Sorafenib has been recommended as a new palliative therapy for advanced hepatocellular carcinoma (HCC). However, the clinical outcome of patients receiving sorafenib therapy varies. This study sought to identify which clinical method could be used to predict clinical outcome of sorafenib monotherapy in patients with advanced HCC. A total of 146 advanced HCC patients with Child-Pugh A liver function were enrolled from June 2011 to September 2015. Sorafenib doses ranged from 200 mg once daily to 400 mg twice daily.

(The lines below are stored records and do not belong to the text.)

//! The authenticated caller of a domain operation.

use serde::Serialize;
use shared::jwt::Role;
use uuid::Uuid;

#[derive(Debug, Clone, Copy, PartialEq, Eq, Serialize)]
#[serde(rename_all = "camelCase")]
pub struct Actor {
    pub user_id: Uuid,
    pub role: Role,
}

impl Actor {
    pub fn new(user_id: Uuid, role: Role) -> Self {
        Self { user_id, role }
    }

    pub fn is_admin(&self) -> bool {
        self.role == Role::Admin
    }
}
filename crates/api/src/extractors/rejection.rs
//! JSON, query and path extractors whose rejections use the API error body.

use axum::extract::rejection::{JsonRejection, PathRejection, QueryRejection};
use axum::extract::{FromRequest, FromRequestParts};

use crate::error::ApiError;

/// `axum::Json` with a JSON `validation_error` rejection.
#[derive(Debug, FromRequest)]
#[from_request(via(axum::Json), rejection(ApiError))]
pub struct AppJson<T>(pub T);

/// `axum::extract::Query` with a JSON `validation_error` rejection.
#[derive(Debug, FromRequestParts)]
#[from_request(via(axum::extract::Query), rejection(ApiError))]
pub struct AppQuery<T>(pub T);

/// `axum::extract::Path` with a JSON `validation_error` rejection.
#[derive(Debug, FromRequestParts)]
#[from_request(via(axum::extract::Path), rejection(ApiError))]
pub struct AppPath<T>(pub T);

impl From<JsonRejection> for ApiError {
    fn from(rejection: JsonRejection) -> Self {
        ApiError::validation(rejection.body_text())
    }
}

impl From<QueryRejection> for ApiError {
    fn from(rejection: QueryRejection) -> Self {
        ApiError::validation(rejection.body_text())
    }
}

impl From<PathRejection> for ApiError {
    fn from(rejection: PathRejection) -> Self {
        ApiError::validation(rejection.body_text())
    }
}
//! Domain services for the soil survey backend.
//!
//! The aggregate, coordinates, sequencer and progress modules are pure functions over
//! measurement rows; `survey` wires them to a store and a live relay.

pub mod aggregate;
pub mod coordinates;
pub mod memory_store;
pub mod progress;
pub mod relay;
pub mod sequencer;
pub mod store;
pub mod survey;

pub use aggregate::{compute_area_aggregate, compute_metric_statistics, TotalCountPolicy};
pub use memory_store::InMemoryAreaStore;
pub use relay::{LiveEvent, LiveRelay, MockLiveRelay, RelayResult};
pub use store::AreaStore;
pub use survey::{SurveyService, SurveySettings};
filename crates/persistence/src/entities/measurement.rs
//! Measurement entity (database row mapping).

use chrono::{DateTime, NaiveDate, NaiveTime, Utc};
use sqlx::FromRow;
use uuid::Uuid;

use domain::models::{Measurement, MetricValues};

/// Database row mapping for the measurements table.
#[derive(Debug, Clone, FromRow)]
pub struct MeasurementEntity {
    pub measurement_id: i64,
    pub device_id: Option<String>,
    pub area_id: Option<Uuid>,
    pub point_id: Option<String>,
    pub latitude: Option<f64>,
    pub longitude: Option<f64>,
    pub temperature: Option<f64>,
    pub moisture: Option<f64>,
    pub ph: Option<f64>,
    pub nitrogen: Option<f64>,
    pub phosphorus: Option<f64>,
    pub potassium: Option<f64>,
    pub measurement_date: Option<NaiveDate>,
    pub measurement_time: Option<NaiveTime>,
    pub created_at: DateTime<Utc>,
    pub updated_at: DateTime<Utc>,
}

impl From<MeasurementEntity> for Measurement {
    fn from(entity: MeasurementEntity) -> Self {
        Self {
            measurement_id: entity.measurement_id,
            area_id: entity.area_id,
            device_id: entity.device_id,
            point_id: entity.point_id,
            latitude: entity.latitude,
            longitude: entity.longitude,
            values: MetricValues {
                temperature: entity.temperature,
                moisture: entity.moisture,
                ph: entity.ph,
                nitrogen: entity.nitrogen,
                phosphorus: entity.phosphorus,
                potassium: entity.potassium,
            },
            measurement_date: entity.measurement_date,
            measurement_time: entity.measurement_time,
            created_at: entity.created_at,
            updated_at: entity.updated_at,
        }
    }
}
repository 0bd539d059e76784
//! Progress, session and statistics views of an area's points.

use chrono::{DateTime, NaiveDate, Utc};
use serde::{Deserialize, Serialize};
use uuid::Uuid;
use validator::Validate;

use super::measurement::{Metric, PointResponse};

/// Point counts and completion for an area.
#[derive(Debug, Clone, Copy, Default, PartialEq, Eq, Serialize)]
#[serde(rename_all = "camelCase")]
pub struct ProgressSnapshot {
    pub total_points: u32,
    pub measured_points: u32,
    pub skipped_points: u32,
    pub unmeasured_points: u32,
    /// Share of measured points, rounded to a whole percent.
    pub completion_percentage: u32,
    pub is_complete: bool,
}

/// Derived survey session state.
#[derive(Debug, Clone, Copy, PartialEq, Eq, Serialize, Deserialize)]
#[serde(rename_all = "snake_case")]
pub enum SessionState {
    NotStarted,
    InProgress,
    Complete,
}

impl ProgressSnapshot {
    pub fn visited_points(&self) -> u32 {
        self.measured_points + self.skipped_points
    }

    pub fn session_state(&self) -> SessionState {
        if self.is_complete {
            SessionState::Complete
        } else if self.visited_points() == 0 {
            SessionState::NotStarted
        } else {
            SessionState::InProgress
        }
    }
}

fn default_interval_secs() -> u32 {
    30
}

fn default_auto_advance() -> bool {
    true
}

/// Request payload for starting a survey session.
#[derive(Debug, Clone, Serialize, Deserialize, Validate)]
#[serde(rename_all = "camelCase")]
pub struct StartSessionRequest {
    #[serde(default = "default_interval_secs")]
    #[validate(range(min = 1, max = 3600, message = "Interval must be between 1 and 3600 seconds"))]
    pub measurement_interval_secs: u32,

    #[serde(default = "default_auto_advance")]
    pub auto_advance: bool,

    #[validate(length(min = 1, max = 64, message = "Device ID must be 1-64 characters"))]
    pub device_id: Option<String>,

    #[validate(length(min = 1, max = 100, message = "Session name must be 1-100 characters"))]
    pub session_name: Option<String>,
}

impl Default for StartSessionRequest {
    fn default() -> Self {
        Self {
            measurement_interval_secs: default_interval_secs(),
            auto_advance: default_auto_advance(),
            device_id: None,
            session_name: None,
        }
    }
}

/// Response for starting a session.
#[derive(Debug, Clone, Serialize)]
#[serde(rename_all = "camelCase")]
pub struct StartSessionResponse {
    pub session_id: Uuid,
    pub area_id: Uuid,
    pub started_at: DateTime<Utc>,
    pub current_point: PointResponse,
    pub progress: ProgressSnapshot,
    pub settings: StartSessionRequest,
}

/// Response for the session status view.
#[derive(Debug, Clone, Serialize)]
#[serde(rename_all = "camelCase")]
pub struct SessionStatusResponse {
    pub area_id: Uuid,
    pub state: SessionState,
    pub progress: ProgressSnapshot,
    pub first_measurement_date: Option<NaiveDate>,
    pub last_measurement_date: Option<NaiveDate>,
    pub next_point: Option<PointResponse>,
}

/// Average and range of one metric over measured points.
#[derive(Debug, Clone, Copy, PartialEq, Serialize)]
#[serde(rename_all = "camelCase")]
pub struct MetricStatistics {
    pub metric: Metric,
    pub count: u32,
    pub average: f64,
    pub min: f64,
    pub max: f64,
}

/// Response for area statistics.
#[derive(Debug, Clone, Serialize)]
#[serde(rename_all = "camelCase")]
pub struct AreaStatisticsResponse {
    pub area_id: Uuid,
    pub progress: ProgressSnapshot,
    pub metrics: Vec<MetricStatistics>,
}
//! Storage seam for areas and measurements.

use uuid::Uuid;

use crate::error::DomainResult;
use crate::models::{
    Area, CoordinateUpdate, Measurement, MeasurementFilter, MeasurementPatch, NewArea,
    NewMeasurement, PointReading,
};
use crate::services::aggregate::TotalCountPolicy;

/// Persistent store behind the survey workflow.
///
/// Implementations must make `create_area`, `insert_points`,
/// `update_point_coordinates` and `recompute_area` atomic, and `record_point`
/// a single conditional write.
#[async_trait::async_trait]
pub trait AreaStore: Send + Sync {
    /// Creates an area together with its initial measurements.
    async fn create_area(&self, new_area: NewArea) -> DomainResult<Area>;

    async fn find_area(&self, area_id: Uuid) -> DomainResult<Option<Area>>;

    /// Lists areas, restricted to one owner when given, newest first.
    async fn list_areas(&self, owner_id: Option<Uuid>) -> DomainResult<Vec<Area>>;

    /// Inserts one unmeasured placeholder per id, all or nothing.
    ///
    /// Fails with `Conflict` when an id already exists in the area and
    /// `NotFound` when the area does not exist.
    async fn insert_points(&self, area_id: Uuid, point_ids: &[String])
        -> DomainResult<Vec<Measurement>>;

    /// Rows of the area carrying a `point_id`, ordered by `point_id`.
    async fn points_for_area(&self, area_id: Uuid) -> DomainResult<Vec<Measurement>>;

    /// Every row associated with the area.
    async fn measurements_for_area(&self, area_id: Uuid) -> DomainResult<Vec<Measurement>>;

    /// Writes a reading onto an unmeasured point.
    ///
    /// Fails with `Conflict` if the point was already measured or skipped,
    /// `NotFound` if the area has no such point.
    async fn record_point(
        &self,
        area_id: Uuid,
        point_id: &str,
        reading: PointReading,
    ) -> DomainResult<Measurement>;

    /// Sets coordinates on points of the area, all or nothing.
    ///
    /// Fails with `NotFound` naming the first point the area does not have;
    /// nothing is written in that case. Returns the updated rows in input order.
    async fn update_point_coordinates(
        &self,
        area_id: Uuid,
        updates: &[CoordinateUpdate],
    ) -> DomainResult<Vec<Measurement>>;

    /// Returns every point of the area to unmeasured. Yields the number of rows reset.
    async fn reset_points(&self, area_id: Uuid) -> DomainResult<u64>;

    /// Recomputes the area's averages and total from its current measurements
    /// and writes them back in one atomic step.
    async fn recompute_area(&self, area_id: Uuid, policy: TotalCountPolicy) -> DomainResult<Area>;

    async fn insert_measurement(&self, measurement: NewMeasurement) -> DomainResult<Measurement>;

    async fn find_measurement(&self, measurement_id: i64) -> DomainResult<Option<Measurement>>;

    async fn list_measurements(&self, filter: MeasurementFilter) -> DomainResult<Vec<Measurement>>;

    /// Applies a coalescing patch. Fails with `NotFound` for unknown ids.
    async fn update_measurement(
        &self,
        measurement_id: i64,
        patch: MeasurementPatch,
    ) -> DomainResult<Measurement>;

    /// Deletes and returns the measurement. Fails with `NotFound` for unknown ids.
    async fn delete_measurement(&self, measurement_id: i64) -> DomainResult<Measurement>;
}
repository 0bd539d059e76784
pub mod app;
pub mod config;
pub mod error;
pub mod extractors;
pub mod middleware;
pub mod routes;
pub mod services;
//! Measurement repository. Also owns the point placeholder rows.

use sqlx::{PgExecutor, PgPool};
use uuid::Uuid;

use domain::models::{CoordinateUpdate, MeasurementPatch, NewMeasurement, PointReading};

use crate::entities::MeasurementEntity;
use crate::metrics::QueryTimer;

/// Inserts one measurement row using any executor (pool or open transaction).
pub(crate) async fn insert_with<'e, E>(
    executor: E,
    m: &NewMeasurement,
) -> Result<MeasurementEntity, sqlx::Error>
where
    E: PgExecutor<'e>,
{
    sqlx::query_as::<_, MeasurementEntity>(
        r#"
        INSERT INTO measurements (device_id, area_id, point_id, latitude, longitude,
                                  temperature, moisture, ph, nitrogen, phosphorus, potassium,
                                  measurement_date, measurement_time)
        VALUES ($1, $2, $3, $4, $5, $6, $7, $8, $9, $10, $11, $12, $13)
        RETURNING *
        "#,
    )
    .bind(m.device_id.as_deref())
    .bind(m.area_id)
    .bind(m.point_id.as_deref())
    .bind(m.latitude)
    .bind(m.longitude)
    .bind(m.values.temperature)
    .bind(m.values.moisture)
    .bind(m.values.ph)
    .bind(m.values.nitrogen)
    .bind(m.values.phosphorus)
    .bind(m.values.potassium)
    .bind(m.measurement_date)
    .bind(m.measurement_time)
    .fetch_one(executor)
    .await
}

/// Repository for measurement and point database operations.
#[derive(Clone)]
pub struct MeasurementRepository {
    pool: PgPool,
}

impl MeasurementRepository {
    pub fn new(pool: PgPool) -> Self {
        Self { pool }
    }

    /// Insert a single measurement.
    pub async fn insert(&self, m: &NewMeasurement) -> Result<MeasurementEntity, sqlx::Error> {
        let timer = QueryTimer::new("insert_measurement");
        let result = insert_with(&self.pool, m).await;
        timer.record();
        result
    }

    /// Insert unmeasured placeholders for a batch of point ids.
    ///
    /// Returns `Ok(None)` when the area does not exist. Nothing is written
    /// unless every id is inserted.
    pub async fn insert_points(
        &self,
        area_id: Uuid,
        point_ids: &[String],
    ) -> Result<Option<Vec<MeasurementEntity>>, sqlx::Error> {
        let timer = QueryTimer::new("insert_points");
        let mut tx = self.pool.begin().await?;

        let area: Option<(Uuid,)> =
            sqlx::query_as("SELECT area_id FROM areas WHERE area_id = $1 FOR SHARE")
                .bind(area_id)
                .fetch_optional(&mut *tx)
                .await?;
        if area.is_none() {
            tx.rollback().await?;
            timer.record();
            return Ok(None);
        }

        let mut rows = sqlx::query_as::<_, MeasurementEntity>(
            r#"
            INSERT INTO measurements (area_id, point_id)
            SELECT $1, t.point_id
            FROM UNNEST($2::text[]) WITH ORDINALITY AS t(point_id, ord)
            ORDER BY t.ord
            RETURNING *
            "#,
        )
        .bind(area_id)
        .bind(point_ids)
        .fetch_all(&mut *tx)
        .await?;

        tx.commit().await?;
        timer.record();

        rows.sort_by_key(|r| r.measurement_id);
        Ok(Some(rows))
    }

    /// All point rows of an area ordered by point id (byte order).
    pub async fn find_points(&self, area_id: Uuid) -> Result<Vec<MeasurementEntity>, sqlx::Error> {
        let timer = QueryTimer::new("find_points_by_area");
        let result = sqlx::query_as::<_, MeasurementEntity>(
            r#"
            SELECT * FROM measurements
            WHERE area_id = $1 AND point_id IS NOT NULL
            ORDER BY point_id COLLATE "C"
            "#,
        )
        .bind(area_id)
        .fetch_all(&self.pool)
        .await;
        timer.record();
        result
    }

    /// Every row associated with an area.
    pub async fn find_by_area(&self, area_id: Uuid) -> Result<Vec<MeasurementEntity>, sqlx::Error> {
        let timer = QueryTimer::new("find_measurements_by_area");
        let result = sqlx::query_as::<_, MeasurementEntity>(
            r#"
            SELECT * FROM measurements WHERE area_id = $1 ORDER BY measurement_id
            "#,
        )
        .bind(area_id)
        .fetch_all(&self.pool)
        .await;
        timer.record();
        result
    }

    pub async fn find_point(
        &self,
        area_id: Uuid,
        point_id: &str,
    ) -> Result<Option<MeasurementEntity>, sqlx::Error> {
        let timer = QueryTimer::new("find_point");
        let result = sqlx::query_as::<_, MeasurementEntity>(
            r#"
            SELECT * FROM measurements WHERE area_id = $1 AND point_id = $2
            "#,
        )
        .bind(area_id)
        .bind(point_id)
        .fetch_optional(&self.pool)
        .await;
        timer.record();
        result
    }

    /// Writes a reading onto a point only if it is still unmeasured.
    ///
    /// Returns `None` when no unmeasured row matched; the caller decides
    /// between "missing" and "already visited".
    pub async fn record_point(
        &self,
        area_id: Uuid,
        point_id: &str,
        reading: &PointReading,
    ) -> Result<Option<MeasurementEntity>, sqlx::Error> {
        let timer = QueryTimer::new("record_point");
        let result = sqlx::query_as::<_, MeasurementEntity>(
            r#"
            UPDATE measurements SET
                device_id = COALESCE($3, device_id),
                latitude = COALESCE($4, latitude),
                longitude = COALESCE($5, longitude),
                temperature = COALESCE($6, temperature),
                moisture = COALESCE($7, moisture),
                ph = COALESCE($8, ph),
                nitrogen = COALESCE($9, nitrogen),
                phosphorus = COALESCE($10, phosphorus),
                potassium = COALESCE($11, potassium),
                measurement_date = $12,
                measurement_time = $13,
                updated_at = NOW()
            WHERE area_id = $1 AND point_id = $2 AND measurement_date IS NULL
            RETURNING *
            "#,
        )
        .bind(area_id)
        .bind(point_id)
        .bind(reading.device_id.as_deref())
        .bind(reading.latitude)
        .bind(reading.longitude)
        .bind(reading.values.temperature)
        .bind(reading.values.moisture)
        .bind(reading.values.ph)
        .bind(reading.values.nitrogen)
        .bind(reading.values.phosphorus)
        .bind(reading.values.potassium)
        .bind(reading.measurement_date)
        .bind(reading.measurement_time)
        .fetch_optional(&self.pool)
        .await;
        timer.record();
        result
    }

    /// Sets coordinates on a batch of points in one transaction.
    ///
    /// Returns `Ok(None)` and writes nothing unless every listed point exists
    /// in the area. Point ids must be distinct.
    pub async fn update_coordinates(
        &self,
        area_id: Uuid,
        updates: &[CoordinateUpdate],
    ) -> Result<Option<Vec<MeasurementEntity>>, sqlx::Error> {
        let timer = QueryTimer::new("update_point_coordinates");
        let point_ids: Vec<&str> = updates.iter().map(|u| u.point_id.as_str()).collect();
        let lats: Vec<f64> = updates.iter().map(|u| u.position.lat).collect();
        let lngs: Vec<f64> = updates.iter().map(|u| u.position.lng).collect();

        let mut tx = self.pool.begin().await?;
        let rows = sqlx::query_as::<_, MeasurementEntity>(
            r#"
            UPDATE measurements AS m SET
                latitude = t.lat,
                longitude = t.lng,
                updated_at = NOW()
            FROM UNNEST($2::text[], $3::float8[], $4::float8[]) AS t(point_id, lat, lng)
            WHERE m.area_id = $1 AND m.point_id = t.point_id
            RETURNING m.*
            "#,
        )
        .bind(area_id)
        .bind(&point_ids)
        .bind(&lats)
        .bind(&lngs)
        .fetch_all(&mut *tx)
        .await?;

        if rows.len() != updates.len() {
            tx.rollback().await?;
            timer.record();
            return Ok(None);
        }

        tx.commit().await?;
        timer.record();
        Ok(Some(rows))
    }

    /// Clears date, time and metrics on every point of an area.
    pub async fn reset_points(&self, area_id: Uuid) -> Result<u64, sqlx::Error> {
        let timer = QueryTimer::new("reset_points");
        let result = sqlx::query(
            r#"
            UPDATE measurements SET
                temperature = NULL,
                moisture = NULL,
                ph = NULL,
                nitrogen = NULL,
                phosphorus = NULL,
                potassium = NULL,
                measurement_date = NULL,
                measurement_time = NULL,
                updated_at = NOW()
            WHERE area_id = $1 AND point_id IS NOT NULL
            "#,
        )
        .bind(area_id)
        .execute(&self.pool)
        .await?;
        timer.record();
        Ok(result.rows_affected())
    }

    pub async fn find_by_id(
        &self,
        measurement_id: i64,
    ) -> Result<Option<MeasurementEntity>, sqlx::Error> {
        let timer = QueryTimer::new("find_measurement_by_id");
        let result = sqlx::query_as::<_, MeasurementEntity>(
            r#"
            SELECT * FROM measurements WHERE measurement_id = $1
            "#,
        )
        .bind(measurement_id)
        .fetch_optional(&self.pool)
        .await;
        timer.record();
        result
    }

    /// List measurements, optionally filtered by area and/or device, newest first.
    pub async fn list(
        &self,
        area_id: Option<Uuid>,
        device_id: Option<&str>,
    ) -> Result<Vec<MeasurementEntity>, sqlx::Error> {
        let timer = QueryTimer::new("list_measurements");
        let result = sqlx::query_as::<_, MeasurementEntity>(
            r#"
            SELECT * FROM measurements
            WHERE ($1::uuid IS NULL OR area_id = $1)
              AND ($2::text IS NULL OR device_id = $2)
            ORDER BY measurement_id DESC
            "#,
        )
        .bind(area_id)
        .bind(device_id)
        .fetch_all(&self.pool)
        .await;
        timer.record();
        result
    }

    /// Update a measurement (partial update).
    /// Only provided fields are updated; None values are preserved.
    pub async fn update(
        &self,
        measurement_id: i64,
        patch: &MeasurementPatch,
    ) -> Result<Option<MeasurementEntity>, sqlx::Error> {
        let timer = QueryTimer::new("update_measurement");
        let result = sqlx::query_as::<_, MeasurementEntity>(
            r#"
            UPDATE measurements SET
                area_id = COALESCE($2, area_id),
                device_id = COALESCE($3, device_id),
                point_id = COALESCE($4, point_id),
                latitude = COALESCE($5, latitude),
                longitude = COALESCE($6, longitude),
                temperature = COALESCE($7, temperature),
                moisture = COALESCE($8, moisture),
                ph = COALESCE($9, ph),
                nitrogen = COALESCE($10, nitrogen),
                phosphorus = COALESCE($11, phosphorus),
                potassium = COALESCE($12, potassium),
                measurement_date = COALESCE($13, measurement_date),
                measurement_time = COALESCE($14, measurement_time),
                updated_at = NOW()
            WHERE measurement_id = $1
            RETURNING *
            "#,
        )
        .bind(measurement_id)
        .bind(patch.area_id)
        .bind(patch.device_id.as_deref())
        .bind(patch.point_id.as_deref())
        .bind(patch.latitude)
        .bind(patch.longitude)
        .bind(patch.values.temperature)
        .bind(patch.values.moisture)
        .bind(patch.values.ph)
        .bind(patch.values.nitrogen)
        .bind(patch.values.phosphorus)
        .bind(patch.values.potassium)
        .bind(patch.measurement_date)
        .bind(patch.measurement_time)
        .fetch_optional(&self.pool)
        .await;
        timer.record();
        result
    }

    /// Delete a measurement, returning the removed row.
    pub async fn delete(&self, measurement_id: i64) -> Result<Option<MeasurementEntity>, sqlx::Error> {
        let timer = QueryTimer::new("delete_measurement");
        let result = sqlx::query_as::<_, MeasurementEntity>(
            r#"
            DELETE FROM measurements WHERE measurement_id = $1 RETURNING *
            "#,
        )
        .bind(measurement_id)
        .fetch_optional(&self.pool)
        .await;
        timer.record();
        result
    }
}
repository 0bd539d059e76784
use anyhow::{Context, Result};
use tracing::info;

use soil_survey_api::{app, config, middleware};

#[tokio::main]
async fn main() -> Result<()> {
    // Load .env file if present
    dotenvy::dotenv().ok();

    let config = config::Config::load().context("Failed to load configuration")?;

    middleware::logging::init_logging(&config.logging)
        .context("Failed to initialize logging")?;
    middleware::init_metrics().context("Failed to install metrics recorder")?;

    info!("Starting Soil Survey API v{}", env!("CARGO_PKG_VERSION"));

    let pool = persistence::db::create_pool(&config.database.pool_config())
        .await
        .context("Failed to connect to database")?;

    info!("Running database migrations...");
    persistence::db::run_migrations(&pool).await?;
    info!("Migrations completed");

    let addr = config.socket_addr().context("Invalid server address")?;
    let app = app::create_app(config, pool).context("Invalid JWT configuration")?;

    info!("Server listening on {}", addr);
    let listener = tokio::net::TcpListener::bind(addr).await?;
    axum::serve(listener, app)
        .with_graceful_shutdown(shutdown_signal())
        .await?;

    info!("Server stopped");
    Ok(())
}

async fn shutdown_signal() {
    if let Err(e) = tokio::signal::ctrl_c().await {
        tracing::error!(error = %e, "Failed to listen for shutdown signal");
        std::future::pending::<()>().await;
    }
    info!("Shutdown signal received");
}
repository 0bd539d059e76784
//! Shared utilities and common types for the soil survey backend.
//!
//! This crate provides functionality used across the other crates:
//! - JWT bearer token validation
//! - Common validation logic for coordinates, soil metrics and point identifiers

pub mod jwt;
pub mod validation;
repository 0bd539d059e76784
//! Survey session endpoint handlers.

use axum::{extract::State, http::StatusCode, Json};
use uuid::Uuid;
use validator::Validate;

use crate::app::AppState;
use crate::error::ApiError;
use crate::extractors::{AppJson, AppPath, AuthUser};
use domain::models::progress::{SessionStatusResponse, StartSessionRequest, StartSessionResponse};

/// POST /api/v1/areas/:area_id/session
pub async fn start_session(
    State(state): State<AppState>,
    auth: AuthUser,
    AppPath(area_id): AppPath<Uuid>,
    body: Option<AppJson<StartSessionRequest>>,
) -> Result<(StatusCode, Json<StartSessionResponse>), ApiError> {
    let request = body.map(|AppJson(r)| r).unwrap_or_default();
    request.validate()?;

    let response = state
        .survey
        .start_session(&auth.actor, area_id, request)
        .await?;
    Ok((StatusCode::CREATED, Json(response)))
}

/// GET /api/v1/areas/:area_id/session
pub async fn session_status(
    State(state): State<AppState>,
    auth: AuthUser,
    AppPath(area_id): AppPath<Uuid>,
) -> Result<Json<SessionStatusResponse>, ApiError> {
    let status = state.survey.session_status(&auth.actor, area_id).await?;
    Ok(Json(status))
}
//! Repository implementations for database operations.

pub mod area;
pub mod measurement;

pub use area::AreaRepository;
pub use measurement::MeasurementRepository;
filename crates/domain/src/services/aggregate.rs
//! Area aggregate engine.
//!
//! Averages and the total are always recomputed from the full measurement
//! set of an area, never adjusted incrementally.

use serde::{Deserialize, Serialize};

use crate::models::measurement::round2;
use crate::models::progress::MetricStatistics;
use crate::models::{AreaAggregate, Measurement, Metric, MetricValues, PointStatus, SKIP_SENTINEL};

/// How `total_measurements` is counted.
#[derive(Debug, Clone, Copy, Default, PartialEq, Eq, Serialize, Deserialize)]
#[serde(rename_all = "snake_case")]
pub enum TotalCountPolicy {
    /// Every row associated with the area, placeholders included.
    #[default]
    AllRows,
    /// Visited rows only: measured and skipped.
    RecordedRows,
    /// Measured rows with all six metrics present.
    CompleteRows,
}

impl TotalCountPolicy {
    pub fn as_str(&self) -> &'static str {
        match self {
            TotalCountPolicy::AllRows => "all_rows",
            TotalCountPolicy::RecordedRows => "recorded_rows",
            TotalCountPolicy::CompleteRows => "complete_rows",
        }
    }
}

impl std::str::FromStr for TotalCountPolicy {
    type Err = String;

    fn from_str(s: &str) -> Result<Self, Self::Err> {
        match s {
            "all_rows" => Ok(TotalCountPolicy::AllRows),
            "recorded_rows" => Ok(TotalCountPolicy::RecordedRows),
            "complete_rows" => Ok(TotalCountPolicy::CompleteRows),
            other => Err(format!("unknown total count policy '{}'", other)),
        }
    }
}

fn metric_samples<'a>(
    measurements: &'a [Measurement],
    metric: Metric,
) -> impl Iterator<Item = f64> + 'a {
    measurements
        .iter()
        .filter(|m| m.status() == PointStatus::Measured)
        .filter_map(move |m| m.values.get(metric))
        .filter(|v| *v != SKIP_SENTINEL && v.is_finite())
}

/// Computes the aggregate for an area's measurements.
///
/// Each average is the mean over measured rows carrying that metric and is
/// `None` when no such row exists, so an area whose points were all reset
/// reports no averages.
pub fn compute_area_aggregate(
    measurements: &[Measurement],
    policy: TotalCountPolicy,
) -> AreaAggregate {
    let mut averages = MetricValues::default();
    for metric in Metric::ALL {
        let (sum, count) = metric_samples(measurements, metric)
            .fold((0.0_f64, 0_u32), |(sum, count), v| (sum + v, count + 1));
        if count > 0 {
            averages.set(metric, Some(round2(sum / f64::from(count))));
        }
    }

    let total = match policy {
        TotalCountPolicy::AllRows => measurements.len(),
        TotalCountPolicy::RecordedRows => measurements
            .iter()
            .filter(|m| m.status() != PointStatus::Unmeasured)
            .count(),
        TotalCountPolicy::CompleteRows => measurements
            .iter()
            .filter(|m| m.status() == PointStatus::Measured && m.values.is_complete())
            .count(),
    };

    AreaAggregate {
        averages,
        total_measurements: i32::try_from(total).unwrap_or(i32::MAX),
    }
}

/// Per-metric average and range over measured rows. Metrics without samples are omitted.
pub fn compute_metric_statistics(measurements: &[Measurement]) -> Vec<MetricStatistics> {
    Metric::ALL
        .iter()
        .filter_map(|metric| {
            let mut count = 0_u32;
            let mut sum = 0.0_f64;
            let mut min = f64::INFINITY;
            let mut max = f64::NEG_INFINITY;
            for v in metric_samples(measurements, *metric) {
                count += 1;
                sum += v;
                min = min.min(v);
                max = max.max(v);
            }
            (count > 0).then(|| MetricStatistics {
                metric: *metric,
                count,
                average: round2(sum / f64::from(count)),
                min,
                max,
            })
        })
        .collect()
}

Clinical and pathological parameters were collected. There was no predefined primary endpoint. Tumor response rate, adverse events, overall survival (OS), and progression-free survival (PFS) were analyzed. The follow-up period was 1718 days (median: 859 days). The median dosage of sorafenib was 562.35 mg.Forty patients (27.4%) had stable disease and 106 patients (72.6%) had progression disease. The OS was 432.21 ± 360.52 days (median: 329 days) and PFS was 167.05 ± 166.50 days (median: 102.5 days). No sorafenib toxic effect-related mortality was encountered. The most common severe adverse events (≧grade 3) were hand-foot skin reactions (HFSR) (16, 11.0%), diarrhea (7, 4.8%), and alopecia (1, 0.7%). The following patients had longer median PFS (mPFS): those receiving total dosage > 55000 mg (217 vs.63 days; HR = 0.20,95%CI = 0.11-0.38; p < 0.001), those receiving daily dosage <562 mg (140 vs.69 days; HR = 0.27, 95%CI = 0.17-0.46; p < 0.001), those with treatment durations > 112 days (231vs.64 days; HR = 0.37, 95%CI = 0.19-0.74; p < 0.001), and those with HFSR (105 vs.75 days; HR = 0.60,95% CI = 0.6-0.98; p = 0.04). In conclusion, increased cumulative doses of sorafenib as well as the appearance of HFSR were indicators of prolonged mPFS in sorafenib-treated advanced HCC patients.